Healthcare costs have been rising faster than overall prices, but some prescription-drug relief is on the way. Over the next few years, an abnormally large number of blockbuster drugs are scheduled to lose their patent protection, opening the doors to cheaper generic drugs. With this year's earlier Medicare enrollment period—October 15 through December 7—it makes sense to consider how your health insurance may be affected by generic drug prices.
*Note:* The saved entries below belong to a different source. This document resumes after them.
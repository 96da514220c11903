use std::sync::{Arc, Mutex, MutexGuard};

use crate::error::{Error, Result};
use crate::logger;
use crate::pixel;
use crate::settings::KeyBindings;
use crate::types::*;
use super::{Actuator, FrameSource, ProcessSupervisor, ResultSink, TextRecognizer};

pub const WIDTH: u32 = 640;
pub const HEIGHT: u32 = 480;

/// Where on-screen labels are drawn by the simulated client.
pub const CONTINUE_BOX: CaptureRect = CaptureRect { l: 66, t: 395, w: 102, h: 26 };
pub const LOADING_BOX: CaptureRect = CaptureRect { l: 380, t: 120, w: 100, h: 40 };
pub const HUD_BOX: CaptureRect = CaptureRect { l: 560, t: 10, w: 60, h: 20 };
pub const MUTE_BOX: CaptureRect = CaptureRect { l: 30, t: 310, w: 31, h: 15 };
pub const MODE_BOX: CaptureRect = CaptureRect { l: 233, t: 308, w: 34, h: 19 };

#[derive(Debug, Clone, Copy, PartialEq, Eq)]
pub enum Screen {
    Login,
    Loading,
    Game,
}

/// Scripted reply for commands starting with `prefix`.
#[derive(Debug, Clone)]
pub struct Reply {
    pub prefix: String,
    pub text: String,
}

/// Observable state of the simulated client. Tests poke at it directly.
#[derive(Debug)]
pub struct SimState {
    pub running: bool,
    pub launch_fails: bool,
    /// Launch reports success but no process ever shows up
    pub launch_noop: bool,
    /// Recognition service cannot be brought up
    pub recognizer_down: bool,
    pub screen: Screen,
    /// Full-frame captures spent on the loading screen after launch
    pub loading_frames: u32,
    /// Clicks on the login screen needed to enter the game
    pub login_clicks: u32,
    pub chat_open: bool,
    /// Activation key is swallowed
    pub chat_blocked: bool,
    pub mode: ChatMode,
    pub mode_stuck: bool,
    pub buffer: String,
    pub selected: bool,
    pub clipboard: String,
    pub replies: Vec<Reply>,
    /// Submitted text is copied back verbatim instead of a reply
    pub echo: bool,
    /// Clipboard reads before a reply shows up
    pub reply_delay_reads: u32,
    pending_reply: Option<(String, u32)>,
    /// Offset applied to the chat labels, to simulate a moved layout
    pub chat_offset: (i32, i32),
    /// Next N recognizer calls see nothing
    pub blind_reads: u32,
    /// Runs after each accepted submit
    pub on_submit: Option<fn(&mut SimState)>,

    pub full_scans: u32,
    pub region_scans: u32,
    pub keys: Vec<String>,
    pub clicks: Vec<(i32, i32)>,
    pub activations: u32,
    pub submitted: Vec<String>,
    pub published: Vec<(String, String)>,
    pub launches: u32,
    pub kills: u32,
}

impl Default for SimState {
    fn default() -> Self {
        Self {
            running: false,
            launch_fails: false,
            launch_noop: false,
            recognizer_down: false,
            screen: Screen::Loading,
            loading_frames: 2,
            login_clicks: 2,
            chat_open: false,
            chat_blocked: false,
            mode: ChatMode::Global,
            mode_stuck: false,
            buffer: String::new(),
            selected: false,
            clipboard: String::new(),
            replies: Vec::new(),
            echo: false,
            reply_delay_reads: 1,
            pending_reply: None,
            chat_offset: (0, 0),
            blind_reads: 0,
            on_submit: None,
            full_scans: 0,
            region_scans: 0,
            keys: Vec::new(),
            clicks: Vec::new(),
            activations: 0,
            submitted: Vec::new(),
            published: Vec::new(),
            launches: 0,
            kills: 0,
        }
    }
}

impl SimState {
    /// Text currently drawn on screen, in window coordinates.
    fn visible(&self) -> Vec<(String, CaptureRect)> {
        if !self.running {
            return Vec::new();
        }
        match self.screen {
            Screen::Loading => vec![("LOADING".into(), LOADING_BOX)],
            Screen::Login => vec![("CONTINUE".into(), CONTINUE_BOX)],
            Screen::Game => {
                let mut out = vec![("HUD".into(), HUD_BOX)];
                if self.chat_open {
                    let (dx, dy) = self.chat_offset;
                    out.push(("MUTE".into(), MUTE_BOX.translated(dx, dy)));
                    out.push((self.mode.to_string().to_uppercase(), MODE_BOX.translated(dx, dy)));
                }
                out
            }
        }
    }

    fn cycle_mode(&mut self) {
        self.mode = match self.mode {
            ChatMode::Global => ChatMode::Admin,
            ChatMode::Admin => ChatMode::Local,
            _ => ChatMode::Global,
        };
    }

    fn submit(&mut self) {
        let text = std::mem::take(&mut self.buffer);
        self.selected = false;
        if text.is_empty() {
            return;
        }
        let lower = text.to_ascii_lowercase();
        if self.echo {
            self.pending_reply = Some((text.clone(), self.reply_delay_reads));
        } else if let Some(reply) = self.replies.iter().find(|r| lower.starts_with(&r.prefix.to_ascii_lowercase())) {
            self.pending_reply = Some((reply.text.clone(), self.reply_delay_reads));
        }
        self.submitted.push(text);
        if let Some(hook) = self.on_submit {
            hook(self);
        }
    }

    fn insert(&mut self, text: &str) {
        if self.selected {
            self.buffer.clear();
            self.selected = false;
        }
        self.buffer.push_str(text);
    }
}

/// In-memory game client implementing every platform trait. Clones share
/// state.
#[derive(Clone)]
pub struct SimulatedConsole {
    keys: KeyBindings,
    state: Arc<Mutex<SimState>>,
}

impl SimulatedConsole {
    pub fn new(keys: KeyBindings) -> Self {
        Self { keys, state: Arc::new(Mutex::new(SimState::default())) }
    }

    /// Already running, in game, chat closed.
    pub fn in_game(keys: KeyBindings) -> Self {
        let sim = Self::new(keys);
        {
            let mut s = sim.state();
            s.running = true;
            s.screen = Screen::Game;
        }
        sim
    }

    pub fn state(&self) -> MutexGuard<'_, SimState> {
        self.state.lock().unwrap()
    }

    pub fn reply(&self, prefix: &str, text: &str) {
        self.state().replies.push(Reply { prefix: prefix.into(), text: text.into() });
    }
}

impl Actuator for SimulatedConsole {
    fn press_key(&self, key: &str) -> Result<()> {
        let mut s = self.state();
        s.keys.push(key.to_string());
        if !s.running {
            return Ok(());
        }
        let k = &self.keys;
        if key == k.submit {
            if s.screen == Screen::Game && s.chat_open {
                s.submit();
            }
        } else if key == k.close {
            s.chat_open = false;
            s.buffer.clear();
        } else if key == k.select_all {
            s.selected = true;
        } else if key == k.clear {
            if s.selected {
                s.buffer.clear();
                s.selected = false;
            } else {
                s.buffer.pop();
            }
        } else if key == k.paste {
            let clip = s.clipboard.clone();
            if s.chat_open {
                s.insert(&clip);
            }
        } else if key == k.mode_switch {
            if s.chat_open && !s.mode_stuck {
                s.cycle_mode();
            }
        } else if s.chat_open {
            s.insert(key);
        } else if key == k.activate && s.screen == Screen::Game && !s.chat_blocked {
            s.chat_open = true;
            s.activations += 1;
        }
        Ok(())
    }

    fn type_text(&self, text: &str) -> Result<()> {
        let mut s = self.state();
        if s.running && s.chat_open {
            s.insert(text);
        }
        Ok(())
    }

    fn click(&self, x: i32, y: i32) -> Result<()> {
        let mut s = self.state();
        s.clicks.push((x, y));
        if s.running && s.screen == Screen::Login {
            s.login_clicks = s.login_clicks.saturating_sub(1);
            if s.login_clicks == 0 {
                logger::info_p("sim", "login accepted");
                s.screen = Screen::Game;
            }
        }
        Ok(())
    }

    fn write_clipboard(&self, text: &str) -> Result<()> {
        self.state().clipboard = text.to_string();
        Ok(())
    }

    fn read_clipboard(&self) -> Result<String> {
        let mut s = self.state();
        if let Some((text, reads)) = s.pending_reply.take() {
            if reads <= 1 {
                s.clipboard = text;
            } else {
                s.pending_reply = Some((text, reads - 1));
            }
        }
        Ok(s.clipboard.clone())
    }
}

impl FrameSource for SimulatedConsole {
    fn capture(&self, rect: Option<CaptureRect>) -> Result<Capture> {
        let mut s = self.state();
        if !s.running {
            return Err(Error::Platform("window not found".into()));
        }
        let area = match rect {
            Some(r) => {
                s.region_scans += 1;
                r
            }
            None => {
                s.full_scans += 1;
                if s.screen == Screen::Loading {
                    if s.loading_frames == 0 {
                        s.screen = Screen::Login;
                    } else {
                        s.loading_frames -= 1;
                    }
                }
                CaptureRect { l: 0, t: 0, w: WIDTH as i32, h: HEIGHT as i32 }
            }
        };
        // loading screen is bright, everything else dark
        let rgb = if s.screen == Screen::Loading { [255, 255, 255] } else { [20, 24, 28] };
        let mut cap = pixel::solid(area.w.max(1) as u32, area.h.max(1) as u32, rgb);
        cap.left = area.l;
        cap.top = area.t;
        Ok(cap)
    }
}

impl TextRecognizer for SimulatedConsole {
    fn ensure_ready(&self) -> Result<()> {
        if self.state().recognizer_down {
            return Err(Error::Platform("recognition service not reachable".into()));
        }
        Ok(())
    }

    fn recognize(&self, capture: &Capture, _hint: Option<&str>) -> Result<Vec<TextHit>> {
        let mut s = self.state();
        if s.blind_reads > 0 {
            s.blind_reads -= 1;
            return Ok(Vec::new());
        }
        let area = CaptureRect {
            l: capture.left,
            t: capture.top,
            w: capture.width as i32,
            h: capture.height as i32,
        };
        Ok(s.visible()
            .into_iter()
            .filter(|(_, rect)| rect.intersects(&area))
            .map(|(text, rect)| TextHit::new(text, 0.95).with_rect(rect.translated(-area.l, -area.t)))
            .collect())
    }
}

impl ProcessSupervisor for SimulatedConsole {
    fn is_running(&self) -> bool {
        self.state().running
    }

    fn launch(&self) -> Result<()> {
        let mut s = self.state();
        s.launches += 1;
        if s.launch_fails {
            return Err(Error::Fatal("launcher not available".into()));
        }
        if s.launch_noop {
            return Ok(());
        }
        logger::info_p("sim", "launched");
        s.running = true;
        s.screen = Screen::Loading;
        s.loading_frames = 2;
        s.login_clicks = 2;
        s.chat_open = false;
        s.buffer.clear();
        Ok(())
    }

    fn kill(&self) -> Result<()> {
        let mut s = self.state();
        s.kills += 1;
        s.running = false;
        s.chat_open = false;
        s.pending_reply = None;
        logger::info_p("sim", "killed");
        Ok(())
    }
}

impl ResultSink for SimulatedConsole {
    fn publish(&self, category: &str, payload: &str) {
        self.state().published.push((category.to_string(), payload.to_string()));
    }
}

#[cfg(test)]
mod tests {
    use super::*;

    fn sim() -> SimulatedConsole {
        SimulatedConsole::in_game(KeyBindings::default())
    }

    #[test]
    fn test_activation_and_mode_cycle() {
        let sim = sim();
        sim.press_key("t").unwrap();
        assert!(sim.state().chat_open);
        sim.press_key("tab").unwrap();
        assert_eq!(sim.state().mode, ChatMode::Admin);
        sim.press_key("tab").unwrap();
        sim.press_key("tab").unwrap();
        assert_eq!(sim.state().mode, ChatMode::Global);
        sim.press_key("escape").unwrap();
        assert!(!sim.state().chat_open);
    }

    #[test]
    fn test_submit_schedules_reply() {
        let sim = sim();
        sim.reply("#ListPlayers", "1 player online");
        sim.press_key("t").unwrap();
        sim.type_text("#ListPlayers true").unwrap();
        sim.press_key("enter").unwrap();
        assert_eq!(sim.state().submitted, vec!["#ListPlayers true".to_string()]);
        assert_eq!(sim.read_clipboard().unwrap(), "1 player online");
    }

    #[test]
    fn test_region_recognition_is_crop_relative() {
        let sim = sim();
        sim.press_key("t").unwrap();
        let cap = sim.capture(Some(MUTE_BOX.padded(4))).unwrap();
        let hits = sim.recognize(&cap, None).unwrap();
        assert_eq!(hits.len(), 1);
        assert_eq!(hits[0].text, "MUTE");
        assert_eq!(hits[0].rect, Some(CaptureRect { l: 4, t: 4, w: 31, h: 15 }));
        assert_eq!(sim.state().region_scans, 1);
        assert_eq!(sim.state().full_scans, 0);
    }

    #[test]
    fn test_loading_turns_into_login() {
        let sim = SimulatedConsole::new(KeyBindings::default());
        sim.launch().unwrap();
        for _ in 0..3 {
            sim.capture(None).unwrap();
        }
        assert_eq!(sim.state().screen, Screen::Login);
        sim.click(426, 348).unwrap();
        sim.click(97, 405).unwrap();
        assert_eq!(sim.state().screen, Screen::Game);
    }
}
Already, Medicare has projected that insurance premiums for Medicare's Part D prescription drug coverage will not rise in 2012. Savings from generic drugs are part of the cause, as are lower consumer drug costs mandated by the national health reform law.
The law includes measures to address a big gap in drug coverage known as the "donut hole." It makes consumers responsible for all drug costs once they've reached an initial coverage trigger (estimated at $2,930 in 2012, according to benefits' consultant Allsup) and extends until they've spent $4,700. Medicare beneficiaries in the donut hole will get a 14 percent discount on generic drugs (up from 7 percent in 2011) and a 50 percent discount on brand-name drugs (the same as in 2011).
Already, generics have become the dominant branch of the prescription-drug family. According to its annual study of U.S. medicine use, the IMS Institute for Healthcare Informatics reported that generics accounted for 78 percent of all prescriptions last year.
When a branded drug is joined in the market by its generic equivalent, prices fall rapidly and sharply. "Over 80 percent of a brand's prescription volume is replaced by generics within six months of patent loss," according to the IMS report.
Last year, the average co-pay for a generic drug prescription was $6.06, while the average co-pay for a brand-name drug prescription was about four to six times higher, depending on the type of branded drug being prescribed.
Medco Health Solutions, a large provider of pharmacy services, maintains a list of the major patent expirations set to occur during the remainder of 2011 and 2012. The biggest drug set to lose protection in 2011 is Lipitor, the cholesterol-reducing medication, which goes off patent in November. In 2012, several big drugs will go generic, including Actos, Plavix, Seroquel, and Singulair (see details below).
Here are the major-brand drugs that will lose patent protection over the coming 20 months. For each drug, the information includes the date it comes off patent, the drug's generic name, its 2009 retail sales, and a brief description of the drug's treatment use, provided by Medco.
May: Concerta (methylphenidate); $1.33 billion. Used for ADHD (attention deficit) in teens.
June: Levaquin (levofloxacin); $1.63 billion. An antibiotic used for treating bacterial infections.
October: Zyprexa (olanzapine); $1.97 billion. Used for treatment of schizophrenia and bipolar disorder.
November: Lipitor (atorvastatin) ; $6.05 billion. Used for treating cholesterol.
March: Lexapro (escitalopram); $2.56 billion. Used for treating depression.
March: Seroquel (quetiapine); $3.48 billion. This is an antipsychotic medication.
May: Plavix (clopidogrel); $4.56 billion. Used to prevent unwanted blood clots to avoid heart attacks and strokes.
July: Tricor (fenofibrate); $1.35 billion. Helps reduce cholesterol and triglycerides (fatty acids) in the blood.
August: Singulair (montelukast); $3.47 billion. Used for asthma and allergies.
August: Actos (pioglitazone); $2.78 billion. This is an oral diabetic medication.
September: Diovan (valsartan); $1.47 billion. See below.
September: Diovan HCT (valsartin/hydrochlorothiazide); $1.38 billion. These drugs are used for the treatment of hypertension.